DRM software is EMI's way of saying, "No, you can only play our (not your) CDs on selected equipment, which may or may not be what you have, though we won't tell you that ahead of time, as you might not buy the CD. And forget all that copyright law crap. We will tell you what you can and can't do with your purchase. And by the way, we are so big and rich, don't even try to sue us. We use $100 bills for poo paper."

The State of Texas has started in the right direction by suing Sony over it's special XCP "anti-piracy technology" which goes a step further and not only sends information about the user to Sony, but also opens up a security breech for virus to infect the PC. The suit was recently expanded to include a complaint of deceptive trade practice.

The Texas Consumer Protection Against Computer Spyware Act of 2005 allows for civil penalties of $100,000 for each violation.
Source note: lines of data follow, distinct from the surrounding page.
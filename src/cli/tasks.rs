use anyhow::{Result, bail};
use serde_json::json;

use super::{GlobalArgs, open_engine, parse_id, positional, print_json, read_payload};
use crate::core::error::EngineError;
use crate::core::terminal::{print_error, print_status, print_success};

pub async fn run_task_command(global: &GlobalArgs) -> Result<()> {
    let args = &global.command;
    let sub_cmd = args.get(1).map(String::as_str).unwrap_or("");
    let engine = open_engine(global).await?;

    match sub_cmd {
        "create" => {
            let payload = read_payload(args, 2).await?;
            print_json(&engine.create_periodic_task(&payload).await?)
        }
        "update" => {
            let id = parse_id(positional(args, 2, 0), "task")?;
            let payload = read_payload(args, 2).await?;
            print_json(&engine.update_periodic_task(id, &payload).await?)
        }
        "show" | "get" => {
            let id = parse_id(positional(args, 2, 0), "task")?;
            print_json(&engine.get_periodic_task(id).await?)
        }
        "list" | "ls" => print_json(&engine.list_periodic_tasks().await?),
        "delete" | "rm" => {
            let id = parse_id(positional(args, 2, 0), "task")?;
            engine.delete_periodic_task(id).await?;
            print_success(&format!("Periodic task {} deleted.", id));
            print_json(&json!({ "id": id, "deleted": true }))
        }
        "run" | "execute" => {
            let id = parse_id(positional(args, 2, 0), "task")?;
            let response = engine.execute_periodic_task(id).await?;
            print_status("History", &response.history_id.to_string());
            print_json(&response)
        }
        "history" => {
            let id = parse_id(positional(args, 2, 0), "history")?;
            match engine.store().get_history(id).await? {
                Some(entry) => print_json(&entry),
                None => Err(EngineError::not_found("History", id).into()),
            }
        }
        _ => {
            print_error(
                "Unknown or missing task command. Expected: create, update, show, list, delete, run, history",
            );
            bail!("unknown task command '{}'", sub_cmd)
        }
    }
}
use async_trait::async_trait;
use rusqlite::{OptionalExtension, params};

use super::Store;
use super::types::{GroupRecord, UserRecord};
use crate::core::error::EngineError;

/// Read side of the user/group relations that permission records point at.
#[async_trait]
pub trait IdentityStore: Send + Sync {
    async fn user_exists(&self, id: i64) -> Result<bool, EngineError>;
    async fn group_exists(&self, id: i64) -> Result<bool, EngineError>;
}

impl Store {
    pub async fn create_user(&self, username: &str) -> Result<i64, EngineError> {
        let db = self.db.lock().await;
        db.execute("INSERT INTO users (username) VALUES (?1)", params![username])?;
        Ok(db.last_insert_rowid())
    }

    pub async fn create_group(&self, name: &str) -> Result<i64, EngineError> {
        let db = self.db.lock().await;
        db.execute("INSERT INTO user_groups (name) VALUES (?1)", params![name])?;
        Ok(db.last_insert_rowid())
    }

    pub async fn add_group_member(&self, group_id: i64, user_id: i64) -> Result<(), EngineError> {
        let db = self.db.lock().await;
        db.execute(
            "INSERT OR IGNORE INTO user_group_members (group_id, user_id) VALUES (?1, ?2)",
            params![group_id, user_id],
        )?;
        Ok(())
    }

    pub async fn get_user(&self, id: i64) -> Result<Option<UserRecord>, EngineError> {
        let db = self.db.lock().await;
        let user = db
            .query_row(
                "SELECT id, username FROM users WHERE id = ?1",
                params![id],
                |row| {
                    Ok(UserRecord {
                        id: row.get(0)?,
                        username: row.get(1)?,
                    })
                },
            )
            .optional()?;
        Ok(user)
    }

    pub async fn get_group(&self, id: i64) -> Result<Option<GroupRecord>, EngineError> {
        let db = self.db.lock().await;
        let group = db
            .query_row(
                "SELECT id, name FROM user_groups WHERE id = ?1",
                params![id],
                |row| {
                    Ok(GroupRecord {
                        id: row.get(0)?,
                        name: row.get(1)?,
                    })
                },
            )
            .optional()?;
        Ok(group)
    }

    pub async fn group_members(&self, group_id: i64) -> Result<Vec<UserRecord>, EngineError> {
        let db = self.db.lock().await;
        let mut stmt = db.prepare(
            "SELECT u.id, u.username FROM users u
             JOIN user_group_members m ON m.user_id = u.id
             WHERE m.group_id = ?1 ORDER BY u.id",
        )?;
        let rows = stmt.query_map(params![group_id], |row| {
            Ok(UserRecord {
                id: row.get(0)?,
                username: row.get(1)?,
            })
        })?;

        let mut results = Vec::new();
        for row in rows {
            results.push(row?);
        }
        Ok(results)
    }
}

#[async_trait]
impl IdentityStore for Store {
    async fn user_exists(&self, id: i64) -> Result<bool, EngineError> {
        Ok(self.get_user(id).await?.is_some())
    }

    async fn group_exists(&self, id: i64) -> Result<bool, EngineError> {
        Ok(self.get_group(id).await?.is_some())
    }
}

#[cfg(test)]
mod tests {
    use super::*;

    #[tokio::test]
    async fn members_are_listed_once() {
        let store = Store::open_in_memory().unwrap();
        let alice = store.create_user("alice").await.unwrap();
        let bob = store.create_user("bob").await.unwrap();
        let ops = store.create_group("ops").await.unwrap();
        store.add_group_member(ops, alice).await.unwrap();
        store.add_group_member(ops, bob).await.unwrap();
        store.add_group_member(ops, alice).await.unwrap();

        let names: Vec<String> = store
            .group_members(ops)
            .await
            .unwrap()
            .into_iter()
            .map(|u| u.username)
            .collect();
        assert_eq!(names, vec!["alice", "bob"]);
    }

    #[tokio::test]
    async fn identity_lookups() {
        let store = Store::open_in_memory().unwrap();
        let alice = store.create_user("alice").await.unwrap();
        assert!(store.user_exists(alice).await.unwrap());
        assert!(!store.user_exists(alice + 1).await.unwrap());
        assert!(!store.group_exists(1).await.unwrap());
    }

    #[tokio::test]
    async fn duplicate_usernames_are_rejected() {
        let store = Store::open_in_memory().unwrap();
        store.create_user("alice").await.unwrap();
        assert!(matches!(
            store.create_user("alice").await,
            Err(EngineError::Storage(_))
        ));
    }
}
use std::sync::Arc;

use anyhow::{Result, bail};

use super::{GlobalArgs, load_config, print_json};
use crate::core::catalog::BundledCatalog;
use crate::core::jobs::SchemaRegistry;
use crate::core::schema::RedactionFilter;
use crate::core::terminal::print_error;

/// `schema <name>`: field descriptions without touching the database.
pub async fn run_schema_command(global: &GlobalArgs) -> Result<()> {
    let name = global.command.get(1).map(String::as_str).unwrap_or("");
    let config = load_config(global).await?;
    let catalog = BundledCatalog::configured(&config.catalog).await?;
    let redaction = Arc::new(RedactionFilter::from_config(&config.redaction));
    let registry = SchemaRegistry::build(&catalog, redaction)?;

    match registry.by_name(name) {
        Some(schema) => print_json(&schema.describe()),
        None => {
            print_error(&format!(
                "Unknown or missing schema. Expected: {}",
                SchemaRegistry::NAMES.join(", ")
            ));
            bail!("unknown schema '{}'", name)
        }
    }
}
The expanded complaint could mean an additional $20,000 penalty per violation under the Texas Deceptive Trade Practice Act.

If each violation is just a particular CD title, then with only 52 titles, this is a mere $6,240,000. That's nothing to Sony. If it is for each infected CD, that will hit them where it hurts.

Now this needs to be expanded to every record company that prevents consumers from using the CD purchased by the consumer in any way they choose and on any device they choose and to the full extent of their rights under copyright law.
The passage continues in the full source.